Maybe we should accept that we simply can’t impose an outright ban and try what might be workable. I am the first to acknowledge that the procedures for putting zoning in effect will be a massive headache. The tea party crowd will pack the meetings. The gas people will drag their toadies in. Commissioners shouldn’t do it if they are in love with the idea of re-election. But if we want to do something that really has a chance of standing up, zoning may be the way to go.

Martin Saffer
Aug 17, 2011
10:44 am
Re: Morgantown Loses in Court

We can ban fracking if every land owner would act on the future instead upon the blinding flash promises of easy big money. Ask yourself "Once I have a million dollars and can finally live where I want isn't my choice going to be.....a place like Pocahontas County with clean wonderful water and a pristine environment that yet remains unspoiled....like the place I ruined!"

Martin Saffer
Aug 17, 2011
11:54 am
Re: Morgantown Loses in Court

Morgantown City Council Looks At Court Decision
MetroNews Talkline
Morgantown, Monongalia County

Members of Morgantown's City Council are still deciding what to do now that a Monongalia County Circuit Judge has overturned the City's ban on fracking during natural gas drilling in the Marcellus shale within and near city limits.

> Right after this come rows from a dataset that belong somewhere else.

use std::collections::BTreeSet;

use crate::shard::ShardEvent;

// -----------------------------------------------------------------------------
// ----- ReadyTracker ----------------------------------------------------------

/// Per-shard ready flags for one group, with a latch so the group-ready
/// announcement happens only once even if shards later bounce.
#[derive(Debug, Clone)]
pub struct ReadyTracker {
    size: usize,
    ready: BTreeSet<u32>,
    announced: bool,
}

impl ReadyTracker {
    pub fn new(size: usize) -> Self {
        Self {
            size,
            ready: BTreeSet::new(),
            announced: false,
        }
    }

    /// Update flags from one shard event. Returns `true` exactly once: the
    /// first time every shard is ready at the same moment.
    pub fn observe(&mut self, event: &ShardEvent) -> bool {
        match event.kind.readiness() {
            Some(true) => {
                self.ready.insert(event.shard_id);
            }
            Some(false) => {
                self.ready.remove(&event.shard_id);
            }
            None => return false,
        }

        if !self.announced && self.is_ready() {
            self.announced = true;
            return true;
        }
        false
    }

    pub fn ready_count(&self) -> usize {
        self.ready.len()
    }

    pub fn is_ready(&self) -> bool {
        self.size > 0 && self.ready.len() == self.size
    }
}

// -----------------------------------------------------------------------------
// ----- Tests -----------------------------------------------------------------


// -----------------------------------------------------------------------------
// -----------------------------------------------------------------------------
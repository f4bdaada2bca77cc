//! Parent/worker control channel: one tagged message type, length-framed JSON.

pub mod codec;
pub mod message;
pub mod pipe;

pub use codec::{IpcCodec, IpcError};
pub use message::IpcMessage;
pub use pipe::{spawn_frame_reader, spawn_frame_writer};
use once_cell::sync::OnceCell;
use secrecy::SecretString;
use serde::Deserialize;
use std::{path::Path, time::Duration};
use thiserror::Error;
use tokio::fs;

use super::types::Runtime;
use crate::orchestrator::{FleetSettings, HANDSHAKE_WINDOW};
use crate::protocol::Compression;
use crate::shard::{ReconnectPolicy, ShardSettings};
use crate::worker::BridgeOptions;

// -----------------------------------------------------------------------------
// ----- Singleton -------------------------------------------------------------

static GATEWAY: OnceCell<GatewayConfig> = OnceCell::new();

// -----------------------------------------------------------------------------
// ----- Constants -------------------------------------------------------------

pub const TOKEN_ENV: &str = "GATECRAB_TOKEN";

const DEFAULT_API_BASE: &str = "https://discord.com/api/v10";
const DEFAULT_SHARDS_PER_GROUP: u32 = 16;

// -----------------------------------------------------------------------------
// ----- GatewayConfig ---------------------------------------------------------

/// Everything the fleet reads from `gatecrab.toml`.
#[derive(Debug, Clone)]
pub struct GatewayConfig {
    pub token: SecretString,
    pub intents: u64,
    pub api_base: String,
    pub gateway_url: Option<String>,
    pub shards_per_group: u32,
    pub total_shards: Option<u32>,
    pub runtime: Runtime,
    pub compression: Compression,
    pub reconnect: ReconnectPolicy,
    pub eval_timeout: Duration,
    pub kill_grace: Duration,
}

// -----------------------------------------------------------------------------
// ----- GatewayConfig: Static -------------------------------------------------

impl GatewayConfig {
    /// Init: panic on any error. A fleet never starts half-configured.
    pub async fn init(path: &Path) {
        let cfg = Self::from_file_async(path)
            .await
            .unwrap_or_else(|e| panic!("failed to load gateway config from {:?}: {e}", path));

        GATEWAY
            .set(cfg)
            .unwrap_or_else(|_| panic!("GatewayConfig::init called twice"));
    }

    pub fn handle() -> &'static GatewayConfig {
        GATEWAY.get().expect("GatewayConfig not initialized")
    }

    /// `GATECRAB_TOKEN` wins over the file's `token`.
    pub async fn from_file_async(path: &Path) -> Result<GatewayConfig, ConfigError> {
        let raw = fs::read_to_string(path).await.map_err(|e| ConfigError::Io {
            path: path.to_path_buf(),
            source: e,
        })?;
        Self::parse(&raw, std::env::var(TOKEN_ENV).ok())
    }

    pub fn parse(raw: &str, env_token: Option<String>) -> Result<GatewayConfig, ConfigError> {
        let doc: GatewayFile = toml::from_str(raw).map_err(|e| ConfigError::Toml { source: e })?;

        let token = env_token
            .filter(|t| !t.trim().is_empty())
            .or(doc.token)
            .filter(|t| !t.trim().is_empty())
            .ok_or(ConfigError::MissingToken)?;

        if doc.shards_per_group == Some(0) {
            return Err(ConfigError::InvalidField("shards_per_group".into()));
        }
        if doc.total_shards == Some(0) {
            return Err(ConfigError::InvalidField("total_shards".into()));
        }

        let defaults = ReconnectPolicy::default();
        let reconnect = ReconnectPolicy {
            base: doc.reconnect.base.unwrap_or(defaults.base),
            max: doc.reconnect.max.unwrap_or(defaults.max),
            jitter: doc.reconnect.jitter.unwrap_or(defaults.jitter),
        };
        if !(0.0..=1.0).contains(&reconnect.jitter) {
            return Err(ConfigError::InvalidField("reconnect.jitter".into()));
        }
        if reconnect.max < reconnect.base {
            return Err(ConfigError::InvalidField("reconnect.max".into()));
        }

        let bridge = BridgeOptions::default();

        Ok(GatewayConfig {
            token: SecretString::new(token.into_boxed_str()),
            intents: doc.intents,
            api_base: doc.api_base.unwrap_or_else(|| DEFAULT_API_BASE.to_string()),
            gateway_url: doc.gateway_url,
            shards_per_group: doc.shards_per_group.unwrap_or(DEFAULT_SHARDS_PER_GROUP),
            total_shards: doc.total_shards,
            runtime: doc.runtime,
            compression: doc.compression,
            reconnect,
            eval_timeout: doc.eval_timeout.unwrap_or(bridge.eval_timeout),
            kill_grace: doc.kill_grace.unwrap_or(bridge.kill_grace),
        })
    }
}

// -----------------------------------------------------------------------------
// ----- GatewayConfig: Public -------------------------------------------------

impl GatewayConfig {
    pub fn shard_settings(&self, gateway_url: &str) -> ShardSettings {
        ShardSettings::new(self.token.clone(), gateway_url)
            .with_intents(self.intents)
            .with_compression(self.compression)
            .with_reconnect(self.reconnect)
    }

    pub fn fleet_settings(&self) -> FleetSettings {
        FleetSettings {
            shards_per_group: self.shards_per_group,
            total_shards: self.total_shards,
            gateway_url: self.gateway_url.clone(),
            handshake_window: HANDSHAKE_WINDOW,
            bridge: BridgeOptions {
                eval_timeout: self.eval_timeout,
                kill_grace: self.kill_grace,
            },
        }
    }
}

// -----------------------------------------------------------------------------
// ----- Internal: On-disk format ----------------------------------------------

#[derive(Debug, Clone, Deserialize)]
struct GatewayFile {
    #[serde(default)]
    token: Option<String>,

    #[serde(default)]
    intents: u64,

    #[serde(default)]
    api_base: Option<String>,

    #[serde(default)]
    gateway_url: Option<String>,

    #[serde(default)]
    shards_per_group: Option<u32>,

    #[serde(default)]
    total_shards: Option<u32>,

    #[serde(default)]
    runtime: Runtime,

    #[serde(default, alias = "compress")]
    compression: Compression,

    #[serde(default)]
    reconnect: ReconnectFile,

    #[serde(default, deserialize_with = "de_duration")]
    eval_timeout: Option<Duration>,

    #[serde(default, deserialize_with = "de_duration")]
    kill_grace: Option<Duration>,
}

#[derive(Debug, Clone, Default, Deserialize)]
struct ReconnectFile {
    #[serde(default, deserialize_with = "de_duration")]
    base: Option<Duration>,

    #[serde(default, deserialize_with = "de_duration")]
    max: Option<Duration>,

    #[serde(default)]
    jitter: Option<f64>,
}

// -----------------------------------------------------------------------------
// ----- Internal: Helpers -----------------------------------------------------

/// Integer milliseconds (`30000`) or a humantime string (`"30s"`, `"1m 30s"`).
fn de_duration<'de, D>(d: D) -> Result<Option<Duration>, D::Error>
where
    D: serde::Deserializer<'de>,
{
    use serde::de::{Error, Unexpected, Visitor};
    use std::fmt;

    struct OptVisitor;
    struct DurationVisitor;

    impl<'de> Visitor<'de> for OptVisitor {
        type Value = Option<Duration>;

        fn expecting(&self, f: &mut fmt::Formatter) -> fmt::Result {
            f.write_str("integer milliseconds (e.g., 30000) or a duration string (e.g., \"30s\")")
        }
        fn visit_none<E: Error>(self) -> Result<Self::Value, E> {
            Ok(None)
        }
        fn visit_unit<E: Error>(self) -> Result<Self::Value, E> {
            Ok(None)
        }
        fn visit_some<D2>(self, d2: D2) -> Result<Self::Value, D2::Error>
        where
            D2: serde::Deserializer<'de>,
        {
            d2.deserialize_any(DurationVisitor)
        }
    }

    impl<'de> Visitor<'de> for DurationVisitor {
        type Value = Option<Duration>;

        fn expecting(&self, f: &mut fmt::Formatter) -> fmt::Result {
            f.write_str("integer milliseconds (e.g., 30000) or a duration string (e.g., \"30s\")")
        }

        fn visit_u64<E: Error>(self, v: u64) -> Result<Self::Value, E> {
            Ok(Some(Duration::from_millis(v)))
        }

        fn visit_i64<E: Error>(self, v: i64) -> Result<Self::Value, E> {
            if v < 0 {
                return Err(E::invalid_value(Unexpected::Signed(v), &self));
            }
            Ok(Some(Duration::from_millis(v as u64)))
        }

        fn visit_str<E: Error>(self, v: &str) -> Result<Self::Value, E> {
            humantime::parse_duration(v)
                .map(Some)
                .map_err(|_| E::invalid_value(Unexpected::Str(v), &self))
        }
    }

    d.deserialize_option(OptVisitor)
}

// -----------------------------------------------------------------------------
// ----- Errors ----------------------------------------------------------------

#[derive(Debug, Error)]
pub enum ConfigError {
    #[error("no token: set `token` in the config file or {TOKEN_ENV}")]
    MissingToken,

    #[error("invalid or missing field '{0}'")]
    InvalidField(String),

    #[error("read error for {path:?}: {source}")]
    Io {
        path: std::path::PathBuf,
        source: std::io::Error,
    },

    #[error("toml parse error: {source}")]
    Toml { source: toml::de::Error },
}

// -----------------------------------------------------------------------------
// ----- Tests -----------------------------------------------------------------


// -----------------------------------------------------------------------------
// -----------------------------------------------------------------------------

No final decision on a course of action came Tuesday night when members of Morgantown's Council met behind closed doors for several hours.

Morgantown City Councilmember Bill Byrne says he thinks the fracking ban, which was approved earlier this year, was the right the move. He says they had to do something.

"Everybody agrees that the regulations that are out there with respect to the fracking in the Marcellus shale formation are wholly inadequate, especially with respect to sighting," Byrne said in defense of the ban.

"There's no consideration of where these things are in relation to dense populations, the residential areas."

Last week, Monongalia County Circuit Judge Susan Tucker tossed out the ban, saying a West Virginia municipality does not have the authority to preempt a state agency that is carrying out its responsibility.

The state Department of Environmental Protection had already approved permits for two drilling projects from Northeast Natural Energy, the company that sued after the ban was enacted.

Byrne argues, though, that, without action from the Legislature, cities have the responsibility to protect residents. He says the fracking could pose risks for Morgantown's water supply.

"Until the Legislature does something about that and really speaks to those issues in a substantive way, the only protection for communities right now are these local governments," Byrne said on Wednesday's MetroNews Talkline.

"We're standing there with our fingers in the dyke, trying to encourage the Legislature to really dig into this thing and get comprehensive rules in place so that we can be assured that the state is protecting our communities."

Fracking is a process that uses water and a small amount of chemicals, deep underground, to release the natural gas.

Martin Saffer
Aug 17, 2011
12:02 pm
Re: Morgantown Loses in Court

I notice the soft pedal applied to the description of fracking by the author of this article saying "and a small amount of chemicals" as if it were a sprinkle of sugar on your corn flakes.

normanalderman
Aug 19, 2011
3:39 pm
Re: Morgantown Loses in Court

Last week, Monongalia County Circuit Judge Susan Tucker tossed out the ban, saying a West Virginia municipality does not have the authority to preempt a state agency that is carrying out its responsibility.

So how is it possible for a County Commission to do what a municipality can't do?

freeholder
Aug 20, 2011
10:28 am
Re: Morgantown Loses in Court

The hamlet of Durbin, did indeed, preempt the state in remaining a shaky corporation even though the majority wanted it unincorporated as is GreenBank, Snowshoe,Frank( which is 50 feet away).Sadly, citizens can look forward to many years of an outdated, corrupt quasi government which will keep "reelecting" itself . It has been called a banana republic but the correct term probably is a septic tank republic.